- _WHAT TO WORK ON_: The records below are made of lines; count those holding the word "current" and give the number only.
================================
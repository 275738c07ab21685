//! Wire structures for the JSON documents exchanged with plugins
//!
//! Provides:
//! - The current-version result layout
//! - Single plugin and plugin list configuration layouts

pub mod current;
pub mod net_conf;

pub use current::{CurrentResult, NetworkDns, NetworkInterface, NetworkIpConfig, NetworkRoute};
pub use net_conf::{Ipam, NetConf, NetConfList};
================================
- _ANSWER FOR THE TASK_: 3